Eindelijk verstoutte hij zich toch en zijne groote blauwe blikken in de bruine oogen van Bernhart wendende, sprak hij:
‘Mijn vriend, er is weêr iets, dat uwen geest plaagt; waarom blijft gij zoo stilzwijgend?’
Berhart liet eenen verkropten zucht hooren, drukte den arm zijns vriends tegen zijne borst en antwoordde:
‘Ja, Niklaas, mijn geest wordt sterk gefolterd; ik ben bijna zinneloos.’
‘En waarom dat?’
‘O gij zult dat niet verstaan. Gij weet immers niet wat de drift der liefde is.’

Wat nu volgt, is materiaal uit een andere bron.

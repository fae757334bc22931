//! Property-list documents

use std::io::Cursor;

use plist::{Dictionary, Value};

use appcfg_fs::{NormalizedPath, io};

use crate::error::{Error, Result};

/// A property list whose root is a dictionary.
#[derive(Debug, Clone, Default, PartialEq)]
pub struct PlistDocument {
    root: Dictionary,
}

impl PlistDocument {
    /// An empty dictionary document.
    pub fn new() -> Self {
        Self::default()
    }

    pub fn from_dictionary(root: Dictionary) -> Self {
        Self { root }
    }

    /// Load from disk. Binary and XML encodings are both accepted.
    pub fn load(path: &NormalizedPath) -> Result<Self> {
        let native = path.to_native();
        let bytes = std::fs::read(&native).map_err(|e| appcfg_fs::Error::io(&native, e))?;
        let value = Value::from_reader(Cursor::new(bytes)).map_err(|source| Error::Plist {
            path: native.clone(),
            source,
        })?;
        value
            .into_dictionary()
            .map(Self::from_dictionary)
            .ok_or(Error::PlistRoot { path: native })
    }

    /// Load from disk, or start from an empty dictionary if the file is absent.
    pub fn load_or_default(path: &NormalizedPath) -> Result<Self> {
        if path.is_file() {
            Self::load(path)
        } else {
            tracing::debug!(path = %path, "Property list absent, starting empty");
            Ok(Self::new())
        }
    }

    pub fn dictionary(&self) -> &Dictionary {
        &self.root
    }

    pub fn get(&self, key: &str) -> Option<&Value> {
        self.root.get(key)
    }

    pub fn get_mut(&mut self, key: &str) -> Option<&mut Value> {
        self.root.get_mut(key)
    }

    /// String value at `key`, if present and a string.
    pub fn string(&self, key: &str) -> Option<&str> {
        self.root.get(key).and_then(Value::as_string)
    }

    pub fn contains_key(&self, key: &str) -> bool {
        self.root.contains_key(key)
    }

    pub fn insert(&mut self, key: impl Into<String>, value: impl Into<Value>) -> Option<Value> {
        self.root.insert(key.into(), value.into())
    }

    pub fn remove(&mut self, key: &str) -> Option<Value> {
        self.root.remove(key)
    }

    /// Serialize as an XML property list.
    pub fn to_xml_bytes(&self) -> Result<Vec<u8>> {
        let mut out = Vec::new();
        Value::Dictionary(self.root.clone())
            .to_writer_xml(&mut out)
            .map_err(|source| Error::Plist {
                path: "<memory>".into(),
                source,
            })?;
        Ok(out)
    }

    /// Write the document to `path` atomically as an XML property list.
    pub fn save(&self, path: &NormalizedPath) -> Result<()> {
        let bytes = self.to_xml_bytes()?;
        io::write_atomic(path, &bytes)?;
        Ok(())
    }
}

‘Gij doet mij onrecht, Bernhart; ofschoon ik geene liefde gevoel en mijn hart tot hiertoe van hare verlokking is vrij gebleven, kan ik toch wel veronderstellen wat al onheilen die drift in het hart kan veroorzaken en gevolgentlijk kan ik met gevoel in uwe smart deelnemen.’

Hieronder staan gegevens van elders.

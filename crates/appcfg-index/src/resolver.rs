//! Selection of the config file for an application identifier

use appcfg_fs::NormalizedPath;

use crate::error::{Error, Result};
use crate::model::{ConfigFile, ConfigFileType, ConfigIndex};

/// Which files qualify as candidates.
#[derive(Debug, Clone, Copy, PartialEq, Eq)]
pub enum ResolveMode {
    /// Only files serving the wanted identifier
    MatchOnly,
    /// Any file of the requested type, regardless of identifier
    ReturnAll,
}

/// Outcome of [`ConfigResolver::resolve`].
#[derive(Debug, Clone, PartialEq, Eq)]
pub enum Resolution {
    /// Exactly one candidate
    Selected(ConfigFile),
    /// Several candidates; `selected` is the first by path
    Ambiguous {
        selected: ConfigFile,
        candidates: Vec<NormalizedPath>,
    },
    NotFound,
}

impl Resolution {
    pub fn selected(&self) -> Option<&ConfigFile> {
        match self {
            Self::Selected(file) | Self::Ambiguous { selected: file, .. } => Some(file),
            Self::NotFound => None,
        }
    }

    pub fn into_selected(self) -> Option<ConfigFile> {
        match self {
            Self::Selected(file) | Self::Ambiguous { selected: file, .. } => Some(file),
            Self::NotFound => None,
        }
    }

    pub fn is_not_found(&self) -> bool {
        matches!(self, Self::NotFound)
    }

    /// Informational message naming every candidate of an ambiguous pick.
    pub fn notice(&self) -> Option<String> {
        let Self::Ambiguous {
            selected,
            candidates,
        } = self
        else {
            return None;
        };
        let names: Vec<&str> = candidates.iter().map(NormalizedPath::as_str).collect();
        Some(format!(
            "Found {} matching config files ({}); using {}",
            candidates.len(),
            names.join(", "),
            selected.path
        ))
    }

    /// Turn `NotFound` into an error when the consuming feature is active.
    ///
    /// Inactive consumers get `Ok(None)`.
    pub fn require(
        self,
        active: bool,
        file_type: ConfigFileType,
        identifier: &str,
    ) -> Result<Option<ConfigFile>> {
        match self.into_selected() {
            Some(file) => Ok(Some(file)),
            None if active => Err(Error::NoMatchingConfig {
                file_type,
                identifier: identifier.to_string(),
            }),
            None => Ok(None),
        }
    }
}

/// Resolves config files against one index.
pub struct ConfigResolver<'a> {
    index: &'a ConfigIndex,
}

impl<'a> ConfigResolver<'a> {
    pub fn new(index: &'a ConfigIndex) -> Self {
        Self { index }
    }

    /// Pick the config file of `file_type` for `wanted_id`.
    ///
    /// Among several candidates the lexicographically first path wins, so
    /// the result depends only on the index contents.
    pub fn resolve(&self, file_type: ConfigFileType, wanted_id: &str, mode: ResolveMode) -> Resolution {
        // Index iteration is already in path order
        let mut matches: Vec<&ConfigFile> = self
            .index
            .of_type(file_type)
            .filter(|f| mode == ResolveMode::ReturnAll || f.serves(wanted_id))
            .collect();

        match matches.len() {
            0 => Resolution::NotFound,
            1 => Resolution::Selected(matches.remove(0).clone()),
            _ => {
                let resolution = Resolution::Ambiguous {
                    selected: matches[0].clone(),
                    candidates: matches.iter().map(|f| f.path.clone()).collect(),
                };
                if let Some(notice) = resolution.notice() {
                    tracing::info!(identifier = wanted_id, %file_type, "{}", notice);
                }
                resolution
            }
        }
    }
}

‘Onheilen! smarten! Ja vriend; maar... doch genoeg, spreken wij daar niet van. Ik wil u niet verontrusten. Gij hebt u het levenspad, dat gij wilt bewandelen, afgeteekend. Gij hebt besloten u aan den dienst der kerk toe te wijden; gij moet geene andere liefde dan die des hemels kennen en betrachten. Ik, vriend, ik voel het, ik ben tot iets anders geroepen; ik heb lang genoeg gekampt. De strijd is door; de wereld vraagt mij in haren schoot.’
‘En uw oom de kanonik, Bernhart?’
‘Mijn oom, zegt gij? Ja, ziedaar wie mij den strijd berokkend heeft. Hij zou mij aan het altaar willen toegewijd zien en mijne ongehoorzaamheid om zijnen wil te volbrengen moet mij van zijne rijke erfenis berooven. Doch voor geld of goed wil ik mijn leven niet vergallen en met de leugen in het hart blijven. Nogtans dit besluit, vriend Niklaas, smart mij, omdat ik den braven ouderling als eenen vader bemin. En zeg, kan ik anders? Hij heeft mij altoos met weldaden overladen; hij heeft mij van mijne jongste jaren af, als zijn eigen kind opgevoed; hij heeft mij als eene moeder gekoesterd en als een vader beschermd. En toch... ik kan dezen zijnen wil niet volbrengen.’